◆ Aim of the task ◆
The response must be a precise copy of the records that follow.

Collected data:
+--
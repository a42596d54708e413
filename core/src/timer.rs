//! Session-time timers.
//!
//! Every wait in a play session (countdown steps, the spawn cadence, the
//! level-up banner, the delayed return to the lobby) is a pending entry here.
//! Entries are stamped with the scheduler's current `CancelToken`.
//! `cancel_all` moves to a new token, which makes every entry stamped with an
//! older one stale, and stale entries are dropped instead of fired. A session
//! reset therefore can never receive a callback that was armed for the
//! session before it.

use crate::types::SessionTime;

#[derive(Debug, Clone, Copy, PartialEq, Eq)]
pub enum TimerKind {
    /// Next countdown display (3 → 2 → 1 → GO → play).
    CountdownStep,
    /// Launch the next target.
    Spawn,
    /// Hide the level-up banner.
    LevelBannerEnd,
    /// Send the player back to the lobby after the last attempt.
    LobbyReturn,
}

/// Generation stamp shared by every timer armed between two cancellations.
#[derive(Debug, Clone, Copy, PartialEq, Eq)]
struct CancelToken(u64);

#[derive(Debug, Clone, Copy, PartialEq)]
pub struct Fired {
    pub kind: TimerKind,
    /// When the timer was due; rescheduling from here avoids drift.
    pub due:  SessionTime,
}

#[derive(Debug, Clone)]
struct Pending {
    seq:   u64,
    kind:  TimerKind,
    due:   SessionTime,
    token: CancelToken,
}

#[derive(Debug, Clone)]
pub struct Scheduler {
    pending:  Vec<Pending>,
    next_seq: u64,
    token:    CancelToken,
}

impl Default for Scheduler {
    fn default() -> Self {
        Self::new()
    }
}

impl Scheduler {
    pub fn new() -> Self {
        Self {
            pending:  Vec::new(),
            next_seq: 0,
            token:    CancelToken(0),
        }
    }

    /// Arm a timer due at absolute session time `due`.
    pub fn schedule(&mut self, due: SessionTime, kind: TimerKind) {
        let seq = self.next_seq;
        self.next_seq += 1;
        self.pending.push(Pending { seq, kind, due, token: self.token });
        log::debug!("timer #{seq} armed: {kind:?} at t={due:.2}");
    }

    pub fn cancel_kind(&mut self, kind: TimerKind) {
        self.pending.retain(|p| p.kind != kind);
    }

    /// Invalidate every armed timer. Stale entries are swept on the next
    /// `pop_due`.
    pub fn cancel_all(&mut self) {
        self.token = CancelToken(self.token.0 + 1);
        log::debug!("timers cancelled, epoch now {}", self.token.0);
    }

    /// Take the earliest live timer due at or before `now`.
    /// Ties fire in arming order.
    pub fn pop_due(&mut self, now: SessionTime) -> Option<Fired> {
        let token = self.token;
        self.pending.retain(|p| p.token == token);

        let index = self
            .pending
            .iter()
            .enumerate()
            .filter(|(_, p)| p.due <= now)
            .min_by(|(_, a), (_, b)| a.due.total_cmp(&b.due).then(a.seq.cmp(&b.seq)))
            .map(|(i, _)| i)?;

        let p = self.pending.swap_remove(index);
        Some(Fired { kind: p.kind, due: p.due })
    }

    pub fn is_armed(&self, kind: TimerKind) -> bool {
        self.pending.iter().any(|p| p.kind == kind && p.token == self.token)
    }

    pub fn len(&self) -> usize {
        self.pending.iter().filter(|p| p.token == self.token).count()
    }

    pub fn is_empty(&self) -> bool {
        self.len() == 0
    }
}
+--
◆ Answer area ◆
repository a42596d54708e413
filename core/src/timer.rs
//! Session-time timers.
//!
//! Every wait in a play session (countdown steps, the spawn cadence, the
//! level-up banner, the delayed return to the lobby) is a pending entry here.
//! Entries are stamped with the scheduler's current `CancelToken`.
//! `cancel_all` moves to a new token, which makes every entry stamped with an
//! older one stale, and stale entries are dropped instead of fired. A session
//! reset therefore can never receive a callback that was armed for the
//! session before it.

use crate::types::SessionTime;

#[derive(Debug, Clone, Copy, PartialEq, Eq)]
pub enum TimerKind {
    /// Next countdown display (3 → 2 → 1 → GO → play).
    CountdownStep,
    /// Launch the next target.
    Spawn,
    /// Hide the level-up banner.
    LevelBannerEnd,
    /// Send the player back to the lobby after the last attempt.
    LobbyReturn,
}

/// Generation stamp shared by every timer armed between two cancellations.
#[derive(Debug, Clone, Copy, PartialEq, Eq)]
struct CancelToken(u64);

#[derive(Debug, Clone, Copy, PartialEq)]
pub struct Fired {
    pub kind: TimerKind,
    /// When the timer was due; rescheduling from here avoids drift.
    pub due:  SessionTime,
}

#[derive(Debug, Clone)]
struct Pending {
    seq:   u64,
    kind:  TimerKind,
    due:   SessionTime,
    token: CancelToken,
}

#[derive(Debug, Clone)]
pub struct Scheduler {
    pending:  Vec<Pending>,
    next_seq: u64,
    token:    CancelToken,
}

impl Default for Scheduler {
    fn default() -> Self {
        Self::new()
    }
}

impl Scheduler {
    pub fn new() -> Self {
        Self {
            pending:  Vec::new(),
            next_seq: 0,
            token:    CancelToken(0),
        }
    }

    /// Arm a timer due at absolute session time `due`.
    pub fn schedule(&mut self, due: SessionTime, kind: TimerKind) {
        let seq = self.next_seq;
        self.next_seq += 1;
        self.pending.push(Pending { seq, kind, due, token: self.token });
        log::debug!("timer #{seq} armed: {kind:?} at t={due:.2}");
    }

    pub fn cancel_kind(&mut self, kind: TimerKind) {
        self.pending.retain(|p| p.kind != kind);
    }

    /// Invalidate every armed timer. Stale entries are swept on the next
    /// `pop_due`.
    pub fn cancel_all(&mut self) {
        self.token = CancelToken(self.token.0 + 1);
        log::debug!("timers cancelled, epoch now {}", self.token.0);
    }

    /// Take the earliest live timer due at or before `now`.
    /// Ties fire in arming order.
    pub fn pop_due(&mut self, now: SessionTime) -> Option<Fired> {
        let token = self.token;
        self.pending.retain(|p| p.token == token);

        let index = self
            .pending
            .iter()
            .enumerate()
            .filter(|(_, p)| p.due <= now)
            .min_by(|(_, a), (_, b)| a.due.total_cmp(&b.due).then(a.seq.cmp(&b.seq)))
            .map(|(i, _)| i)?;

        let p = self.pending.swap_remove(index);
        Some(Fired { kind: p.kind, due: p.due })
    }

    pub fn is_armed(&self, kind: TimerKind) -> bool {
        self.pending.iter().any(|p| p.kind == kind && p.token == self.token)
    }

    pub fn len(&self) -> usize {
        self.pending.iter().filter(|p| p.token == self.token).count()
    }

    pub fn is_empty(&self) -> bool {
        self.len() == 0
    }
}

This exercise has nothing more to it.